═════ Exercise data

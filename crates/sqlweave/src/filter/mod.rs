//! WHERE conditions from query-string parameters.
//!
//! A [`FilterParsers`] maps parameter names to parsers. [`QueryFilter::new`] runs
//! every registered parser whose parameter is present, in registration order, and
//! collects the resulting conditions together with their argument values. The
//! values line up 1:1 with the placeholders of [`QueryFilter::conditions`].
//!
//! A SELECT drops conditions on columns its tables lack, and their placeholders
//! with them. Call [`QueryFilter::retain_for`] with the FROM schema first so the
//! arguments keep matching what is rendered.
//!
//! ```ignore
//! use std::collections::HashMap;
//! use sqlweave::filter::{self, FilterParsers, LikeMatch, QueryFilter};
//!
//! let parsers = FilterParsers::new()
//!     .add("name", filter::like_filter(col("fullName"), LikeMatch::Contains))
//!     .add("minAge", filter::int_gte(col("age")));
//!
//! let qs = HashMap::from([("name".to_string(), "ann".to_string())]);
//! let f = QueryFilter::new(&qs, &parsers).retain_for(&person);
//! let sql = select([col("*")]).from(&person).filter(f.conditions()).build()?;
//! ```

pub mod parse;

use std::collections::HashMap;
use std::fmt;

use chrono::{DateTime, Utc};
use serde::Serialize;
use tracing::{debug, warn};

use crate::query::{Column, Predicate, kept_by_select_from};
use crate::schema::Schema;

/// Argument value bound to one placeholder.
#[derive(Debug, Clone, PartialEq, Serialize)]
#[serde(untagged)]
pub enum Value {
    Int(i64),
    Float(f64),
    Text(String),
    Bool(bool),
    Timestamp(DateTime<Utc>),
}

impl From<i64> for Value {
    fn from(v: i64) -> Self {
        Value::Int(v)
    }
}

impl From<f64> for Value {
    fn from(v: f64) -> Self {
        Value::Float(v)
    }
}

impl From<String> for Value {
    fn from(v: String) -> Self {
        Value::Text(v)
    }
}

impl From<&str> for Value {
    fn from(v: &str) -> Self {
        Value::Text(v.to_string())
    }
}

impl From<bool> for Value {
    fn from(v: bool) -> Self {
        Value::Bool(v)
    }
}

impl From<DateTime<Utc>> for Value {
    fn from(v: DateTime<Utc>) -> Self {
        Value::Timestamp(v)
    }
}

/// Turns one raw value into a condition and its arguments; `None` skips it.
///
/// The arguments must follow the placeholders of the condition one value per slot.
pub type FilterParser = Box<dyn Fn(&str) -> Option<(Predicate, Vec<Value>)> + Send + Sync>;

/// Parameter name to parser table, kept in registration order.
#[derive(Default)]
pub struct FilterParsers {
    parsers: Vec<(String, FilterParser)>,
}

impl FilterParsers {
    pub fn new() -> Self {
        Self::default()
    }

    /// Register `parser` for parameter `key`. A later registration for the same
    /// key replaces the earlier one but keeps its position.
    pub fn add(mut self, key: impl Into<String>, parser: FilterParser) -> Self {
        let key = key.into();
        match self.parsers.iter_mut().find(|(k, _)| *k == key) {
            Some(slot) => slot.1 = parser,
            None => self.parsers.push((key, parser)),
        }
        self
    }

    pub fn len(&self) -> usize {
        self.parsers.len()
    }

    pub fn is_empty(&self) -> bool {
        self.parsers.is_empty()
    }
}

impl fmt::Debug for FilterParsers {
    fn fmt(&self, f: &mut fmt::Formatter<'_>) -> fmt::Result {
        f.debug_list()
            .entries(self.parsers.iter().map(|(k, _)| k))
            .finish()
    }
}

/// Conditions and arguments collected from a query string.
#[derive(Debug, Clone, Default)]
pub struct QueryFilter {
    conditions: Vec<Predicate>,
    args: Vec<Value>,
}

impl QueryFilter {
    /// Run `parsers` over `query`.
    ///
    /// Empty values, parameters without a parser and values a parser rejects are
    /// skipped.
    pub fn new(query: &HashMap<String, String>, parsers: &FilterParsers) -> Self {
        let mut out = Self::default();
        for (key, parser) in &parsers.parsers {
            let Some(raw) = query.get(key) else {
                continue;
            };
            if raw.is_empty() {
                continue;
            }
            match parser(raw) {
                Some((cond, args)) if !args.is_empty() => {
                    out.conditions.push(cond);
                    out.args.extend(args);
                }
                _ => warn!(key = %key, value = %raw, "ignoring unparsable filter value"),
            }
        }
        out
    }

    /// AND of every accepted condition; empty when nothing was accepted.
    pub fn conditions(&self) -> Predicate {
        Predicate::and(self.conditions.iter().cloned())
    }

    /// Arguments in placeholder order.
    pub fn args(&self) -> &[Value] {
        &self.args
    }

    pub fn into_args(self) -> Vec<Value> {
        self.args
    }

    /// Keep only what a SELECT from `schema` renders.
    ///
    /// Comparisons on columns `schema` lacks are removed together with the
    /// arguments bound to their placeholders.
    pub fn retain_for(&self, schema: &Schema) -> QueryFilter {
        let mut args = self.args.iter();
        let mut out = QueryFilter::default();
        for cond in &self.conditions {
            if let Some(kept) = retain_node(cond, schema, &mut args, &mut out.args) {
                if !kept.is_empty() {
                    out.conditions.push(kept);
                }
            }
        }
        debug!(
            table = schema.table_name(),
            kept = out.conditions.len(),
            dropped = self.conditions.len() - out.conditions.len(),
            "filter retained for table"
        );
        out
    }
}

fn retain_node(
    node: &Predicate,
    schema: &Schema,
    args: &mut std::slice::Iter<'_, Value>,
    kept: &mut Vec<Value>,
) -> Option<Predicate> {
    match node {
        Predicate::Comparison(c) => {
            let n = c.variable.as_ref().map_or(0, |v| v.arg_count());
            let bound: Vec<&Value> = args.by_ref().take(n).collect();
            if !kept_by_select_from(c, schema) {
                return None;
            }
            kept.extend(bound.into_iter().cloned());
            Some(node.clone())
        }
        Predicate::Logical(logic, children) => Some(Predicate::Logical(
            *logic,
            children
                .iter()
                .filter_map(|child| retain_node(child, schema, args, kept))
                .collect(),
        )),
    }
}

/// Where the search text must appear in a LIKE filter.
#[derive(Debug, Clone, Copy, PartialEq, Eq)]
pub enum LikeMatch {
    /// `%value%`
    Contains,
    /// `value%`
    StartsWith,
    /// `%value`
    EndsWith,
}

impl LikeMatch {
    fn pattern(self, v: &str) -> String {
        match self {
            LikeMatch::Contains => format!("%{v}%"),
            LikeMatch::StartsWith => format!("{v}%"),
            LikeMatch::EndsWith => format!("%{v}"),
        }
    }
}

/// `column LIKE ?` with the value wrapped per `mode`.
pub fn like_filter(column: Column, mode: LikeMatch) -> FilterParser {
    Box::new(move |v| {
        let pattern = mode.pattern(v);
        Some((Predicate::like(column.clone()), vec![Value::Text(pattern)]))
    })
}

/// `column ILIKE ?`, case-insensitive on Postgres.
pub fn ilike_filter(column: Column, mode: LikeMatch) -> FilterParser {
    Box::new(move |v| {
        let pattern = mode.pattern(v);
        Some((Predicate::ilike(column.clone()), vec![Value::Text(pattern)]))
    })
}

/// `column = ?` with the raw text.
pub fn equal_filter(column: Column) -> FilterParser {
    Box::new(move |v| Some((Predicate::eq(column.clone()), vec![Value::from(v)])))
}

/// `column IN (?, ...)` from a comma separated integer list.
pub fn in_int_filter(column: Column) -> FilterParser {
    Box::new(move |v| {
        let ints = parse::int_args(v);
        if ints.is_empty() {
            return None;
        }
        let cond = Predicate::in_list(column.clone(), ints.len());
        Some((cond, ints.into_iter().map(Value::Int).collect()))
    })
}

pub fn int_gte(column: Column) -> FilterParser {
    Box::new(move |v| {
        let i = parse::parse_int(v)?;
        Some((Predicate::gte(column.clone()), vec![Value::Int(i)]))
    })
}

pub fn int_lte(column: Column) -> FilterParser {
    Box::new(move |v| {
        let i = parse::parse_int(v)?;
        Some((Predicate::lte(column.clone()), vec![Value::Int(i)]))
    })
}

pub fn float_gte(column: Column) -> FilterParser {
    Box::new(move |v| {
        let f = parse::parse_float(v)?;
        Some((Predicate::gte(column.clone()), vec![Value::Float(f)]))
    })
}

pub fn float_lte(column: Column) -> FilterParser {
    Box::new(move |v| {
        let f = parse::parse_float(v)?;
        Some((Predicate::lte(column.clone()), vec![Value::Float(f)]))
    })
}

/// `column >= ?` for a time; see [`parse::parse_time`] for accepted forms.
pub fn time_gte(column: Column, layout: Option<&'static str>) -> FilterParser {
    Box::new(move |v| {
        let t = parse::parse_time(v, layout)?;
        Some((Predicate::gte(column.clone()), vec![Value::Timestamp(t)]))
    })
}

/// `column <= ?` for a time.
pub fn time_lte(column: Column, layout: Option<&'static str>) -> FilterParser {
    Box::new(move |v| {
        let t = parse::parse_time(v, layout)?;
        Some((Predicate::lte(column.clone()), vec![Value::Timestamp(t)]))
    })
}

#[cfg(test)]
mod tests {
    use super::*;
    use crate::dialect::Postgres;
    use crate::query::col;
    use crate::query::Statement;

    fn qs(pairs: &[(&str, &str)]) -> HashMap<String, String> {
        pairs
            .iter()
            .map(|(k, v)| (k.to_string(), v.to_string()))
            .collect()
    }

    fn parsers() -> FilterParsers {
        FilterParsers::new()
            .add("name", like_filter(col("fullName"), LikeMatch::Contains))
            .add("minAge", int_gte(col("age")))
            .add("ids", in_int_filter(col("id")))
            .add("email", equal_filter(col("email")))
    }

    #[test]
    fn runs_in_registration_order() {
        let f = QueryFilter::new(
            &qs(&[("ids", "3,1,3"), ("name", "ann"), ("minAge", "18")]),
            &parsers(),
        );
        assert_eq!(
            f.conditions().to_sql(&Postgres).unwrap(),
            r#""fullName" LIKE ? AND "age" >= ? AND "id" IN (?, ?)"#
        );
        assert_eq!(
            f.args(),
            [
                Value::from("%ann%"),
                Value::Int(18),
                Value::Int(3),
                Value::Int(1)
            ]
        );
    }

    #[test]
    fn skips_empty_unknown_and_invalid() {
        let f = QueryFilter::new(
            &qs(&[("name", ""), ("unknown", "x"), ("minAge", "old"), ("ids", "a,b")]),
            &parsers(),
        );
        assert!(f.args().is_empty());
        assert_eq!(f.conditions().to_sql(&Postgres).unwrap(), "");
    }

    #[test]
    fn retain_for_drops_conditions_and_their_args() {
        let person = Schema::builder()
            .table_name("Person")
            .columns(["id", "fullName", "email"])
            .build()
            .unwrap();
        let f = QueryFilter::new(
            &qs(&[("ids", "3,1"), ("name", "ann"), ("minAge", "18"), ("email", "a@b")]),
            &parsers(),
        );
        assert_eq!(f.args().len(), 5);

        let kept = f.retain_for(&person);
        let sql = crate::query::select([col("id")])
            .from(&person)
            .filter(kept.conditions())
            .build()
            .unwrap();
        assert_eq!(
            sql,
            r#"SELECT "Person"."id" FROM "Person" WHERE "Person"."fullName" LIKE ? AND "Person"."id" IN (?, ?) AND "Person"."email" = ?"#
        );
        assert_eq!(
            kept.args(),
            [
                Value::from("%ann%"),
                Value::Int(3),
                Value::Int(1),
                Value::from("a@b")
            ]
        );
        assert_eq!(sql.matches('?').count(), kept.args().len());
    }

    #[test]
    fn retain_for_prunes_inside_groups() {
        let person = Schema::builder()
            .table_name("Person")
            .columns(["id", "fullName"])
            .build()
            .unwrap();
        let p = FilterParsers::new().add(
            "q",
            Box::new(|v: &str| {
                let cond = Predicate::or([
                    Predicate::like(col("nickName")),
                    Predicate::like(col("fullName")),
                ]);
                Some((cond, vec![Value::from(v), Value::from(v.to_uppercase())]))
            }),
        );
        let kept = QueryFilter::new(&qs(&[("q", "ann")]), &p).retain_for(&person);
        assert_eq!(kept.args(), [Value::from("ANN")]);
        assert_eq!(kept.conditions().to_sql(&Postgres).unwrap(), r#"("fullName" LIKE ?)"#);
    }

    #[test]
    fn like_patterns() {
        assert_eq!(LikeMatch::Contains.pattern("a"), "%a%");
        assert_eq!(LikeMatch::StartsWith.pattern("a"), "a%");
        assert_eq!(LikeMatch::EndsWith.pattern("a"), "%a");
    }

    #[test]
    fn later_registration_replaces_parser() {
        let p = FilterParsers::new()
            .add("q", equal_filter(col("a")))
            .add("q", equal_filter(col("b")));
        assert_eq!(p.len(), 1);
        let f = QueryFilter::new(&qs(&[("q", "x")]), &p);
        assert_eq!(f.conditions().to_sql(&Postgres).unwrap(), r#""b" = ?"#);
    }

    #[test]
    fn time_filters_parse_epoch() {
        let p = FilterParsers::new().add("since", time_gte(col("createdAt"), None));
        let f = QueryFilter::new(&qs(&[("since", "0")]), &p);
        assert_eq!(f.args().len(), 1);
        assert!(matches!(f.args()[0], Value::Timestamp(_)));
    }

    #[test]
    fn values_serialize_untagged() {
        let values = vec![Value::Int(1), Value::from("x"), Value::Bool(true)];
        let json = serde_json::to_string(&values).unwrap();
        assert_eq!(json, r#"[1,"x",true]"#);
    }
}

══════════

Exercise instructions -
Since only part of the listing is wanted, copy exactly the lines from the one holding "fn from(v: String)" to the one holding "fn from(v: DateTime<Utc>)", both included.

Result of the task -
    fn from(v: String) -> Self {
        Value::Text(v)
    }
}

impl From<&str> for Value {
    fn from(v: &str) -> Self {
        Value::Text(v.to_string())
    }
}

impl From<bool> for Value {
    fn from(v: bool) -> Self {
        Value::Bool(v)
    }
}

impl From<DateTime<Utc>> for Value {
    fn from(v: DateTime<Utc>) -> Self {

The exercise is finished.